En somme, la lecture de cette correspondance laisse une impression favorable à Benjamin Constant; il y paraît plus susceptible qu’on ne le croit d’ordinaire d’un sentiment profond et vrai. On s’attache à lui, on lui devient plus sympathique, on est porté à juger moins sévèrement sa conduite politique en voyant combien il a souffert.
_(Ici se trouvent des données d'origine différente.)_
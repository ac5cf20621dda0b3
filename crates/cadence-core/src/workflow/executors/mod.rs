//! Per-kind step executors.
//!
//! Each executor knows how to run one kind of step. Nested bodies are
//! handed back to the coordinator, so every nested step gets the same
//! classification, storage and snapshot treatment as a top-level one.

mod agent;
mod branch;
mod command;
mod glob;
mod input;
mod iteration;
mod labeled;
mod parallel;
mod standard;

use std::sync::Arc;

use futures_util::future::BoxFuture;
use serde_json::Value;

use cadence_types::step::{Step, StepKind, StepSpec};

use super::context::ExecutionContext;
use super::error::WorkflowError;
use super::runtime::Runtime;

pub use agent::AgentExecutor;
pub use branch::{CaseExecutor, ConditionalExecutor};
pub use command::CommandExecutor;
pub use glob::{GlobExecutor, glob_match};
pub use input::InputExecutor;
pub use iteration::IterationExecutor;
pub use labeled::LabeledExecutor;
pub use parallel::ParallelExecutor;
pub use standard::StandardExecutor;

/// Runs one classified step.
///
/// `ctx` arrives stamped with the step's display name and retry policy.
/// The coordinator stores the returned value; executors only store results
/// of nested steps, by delegating them back to the coordinator.
pub trait StepExecutor: Send + Sync {
    fn execute<'a>(
        &'a self,
        step: Step,
        ctx: ExecutionContext,
        rt: &'a Arc<Runtime>,
    ) -> BoxFuture<'a, Result<Value, WorkflowError>>;
}

/// Run `steps` in order as a nested body of `parent`; returns the last
/// result, or `null` for an empty body.
pub(crate) async fn run_body(
    steps: &[StepSpec],
    parent: &ExecutionContext,
    rt: &Arc<Runtime>,
) -> Result<Value, WorkflowError> {
    let mut last = Value::Null;
    for spec in steps {
        last = rt.coordinator.execute(spec, parent.child(), rt).await?;
    }
    Ok(last)
}

/// Error for a step routed to an executor registered for another kind.
pub(crate) fn unsupported(executor: &str, kind: StepKind) -> WorkflowError {
    WorkflowError::Configuration(format!("{executor} executor cannot run {kind} steps"))
}
//! Workflow memory: transcript, step outputs and rendered output fragments.
//!
//! `WorkflowMemory` is the mutable state that flows through a run. It is
//! shared between the coordinator and parallel workers as [`SharedMemory`];
//! every mutation takes the write lock for the duration of a single insert,
//! so concurrent siblings writing distinct keys never conflict.

use std::sync::Arc;

use chrono::Utc;
use serde::{Deserialize, Serialize};
use serde_json::{Map, Value, json};
use tokio::sync::RwLock;

use cadence_types::llm::Message;
use cadence_types::state::ExecutionSnapshot;

/// Memory handle shared by every step of a run.
pub type SharedMemory = Arc<RwLock<WorkflowMemory>>;

/// Mutable execution state accumulated across a run.
#[derive(Debug, Clone, Default, PartialEq, Serialize, Deserialize)]
pub struct WorkflowMemory {
    /// Role-tagged conversation with the completion backend.
    pub transcript: Vec<Message>,
    /// Step results keyed by step name (or label), in execution order.
    pub output: Map<String, Value>,
    /// Rendered fragments printed at the end of the run.
    pub final_output: Vec<String>,
    /// Per-step key/value annotations.
    pub metadata: Map<String, Value>,
}

impl WorkflowMemory {
    pub fn new() -> Self {
        Self::default()
    }

    /// Wrap in the shared handle used by the engine.
    pub fn into_shared(self) -> SharedMemory {
        Arc::new(RwLock::new(self))
    }

    /// Record a step result. A key seen before keeps its original position.
    pub fn record_output(&mut self, key: &str, value: Value) {
        self.output.insert(key.to_string(), value);
    }

    pub fn get_output(&self, key: &str) -> Option<&Value> {
        self.output.get(key)
    }

    /// Attach a metadata entry to a step.
    pub fn set_metadata(&mut self, step: &str, key: &str, value: Value) {
        let entry = self
            .metadata
            .entry(step.to_string())
            .or_insert_with(|| Value::Object(Map::new()));
        if let Value::Object(map) = entry {
            map.insert(key.to_string(), value);
        }
    }

    /// Immutable copy of the current state for persistence.
    pub fn snapshot(&self, step_name: &str, sequence_order: usize) -> ExecutionSnapshot {
        ExecutionSnapshot {
            step_name: step_name.to_string(),
            sequence_order,
            transcript: self.transcript.clone(),
            output: self.output.clone(),
            final_output: self.final_output.clone(),
            metadata: self.metadata.clone(),
            created_at: Utc::now(),
        }
    }

    /// Rebuild memory from a persisted snapshot.
    pub fn from_snapshot(snapshot: &ExecutionSnapshot) -> Self {
        Self {
            transcript: snapshot.transcript.clone(),
            output: snapshot.output.clone(),
            final_output: snapshot.final_output.clone(),
            metadata: snapshot.metadata.clone(),
        }
    }

    /// Final output joined for display.
    pub fn rendered_final_output(&self) -> String {
        self.final_output.join("\n\n")
    }

    /// Build the JSON object expressions evaluate against.
    ///
    /// Shape:
    /// ```json
    /// {
    ///   "output": { "<step>": <value>, ... },
    ///   "metadata": { ... },
    ///   "final_output": "...",
    ///   "variables": { ... },
    ///   "workflow": { "name": "...", "target": "...", "session": "..." },
    ///   "<loop variable>": <value>
    /// }
    /// ```
    pub fn to_expression_context(&self, variables: &Map<String, Value>, workflow: &Value) -> Value {
        let mut scope = Map::new();
        scope.insert("output".into(), Value::Object(self.output.clone()));
        scope.insert("metadata".into(), Value::Object(self.metadata.clone()));
        scope.insert("final_output".into(), json!(self.rendered_final_output()));
        scope.insert("variables".into(), Value::Object(variables.clone()));
        scope.insert("workflow".into(), workflow.clone());
        for (name, value) in variables {
            if !scope.contains_key(name) {
                scope.insert(name.clone(), value.clone());
            }
        }
        Value::Object(scope)
    }
}

/// Render a JSON value for interpolation: strings verbatim, everything else
/// as compact JSON.
pub fn value_to_string(value: &Value) -> String {
    match value {
        Value::String(s) => s.clone(),
        Value::Null => String::new(),
        other => other.to_string(),
    }
}

#[cfg(test)]
mod tests {
    use super::*;

    #[test]
    fn output_preserves_insertion_order() {
        let mut memory = WorkflowMemory::new();
        memory.record_output("zeta", json!(1));
        memory.record_output("alpha", json!(2));
        memory.record_output("mid", json!(3));
        memory.record_output("zeta", json!(4));

        let keys: Vec<&str> = memory.output.keys().map(String::as_str).collect();
        assert_eq!(keys, vec!["zeta", "alpha", "mid"]);
        assert_eq!(memory.get_output("zeta"), Some(&json!(4)));
    }

    #[test]
    fn snapshot_round_trip() {
        let mut memory = WorkflowMemory::new();
        memory.transcript.push(Message::user("hi"));
        memory.record_output("a", json!("x"));
        memory.final_output.push("done".into());
        memory.set_metadata("a", "attempts", json!(2));

        let snapshot = memory.snapshot("a", 0);
        assert_eq!(snapshot.step_name, "a");
        assert_eq!(WorkflowMemory::from_snapshot(&snapshot), memory);
    }

    #[test]
    fn expression_context_exposes_loop_variables() {
        let mut memory = WorkflowMemory::new();
        memory.record_output("fetch", json!("data"));
        let mut vars = Map::new();
        vars.insert("file".into(), json!("a.rs"));

        let scope = memory.to_expression_context(&vars, &json!({"name": "w"}));
        assert_eq!(scope["output"]["fetch"], "data");
        assert_eq!(scope["file"], "a.rs");
        assert_eq!(scope["variables"]["file"], "a.rs");
        assert_eq!(scope["workflow"]["name"], "w");
    }

    #[test]
    fn renders_values() {
        assert_eq!(value_to_string(&json!("plain")), "plain");
        assert_eq!(value_to_string(&json!([1, 2])), "[1,2]");
        assert_eq!(value_to_string(&Value::Null), "");
    }
}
La publication de ses Lettres à Mme Récamier est donc un service véritable qu’on a rendu à sa mémoire.
GASTON BOISSIER.
- ↑ Règlement donné par la duchesse de Liancourt à la princesse de Marcillac, avec une notice par la marquise de Forbin d’Oppède ; Paris, 1881, Plon.
- ↑ Lettres de Benjamin Constant à Mme Récamier, 1807-1830, publiées par l’auteur des Souvenirs de Mme Récamier ; Paris, 1881, Calmann Lévy.
- ↑ Mme Récamier, qui, en 1813, quand elle était exilée, avait reçu à la cour de Naples l’accueil le plus empressé, voulait engager Benjamin Constant à plaider, dans une brochure, la cause de Murat.
- ↑ « On a souvent dit de Benjamin Constant que c’était peut-être l’homme qui avait eu le plus d’esprit depuis Voltaire. » (Sainte-Beuve.)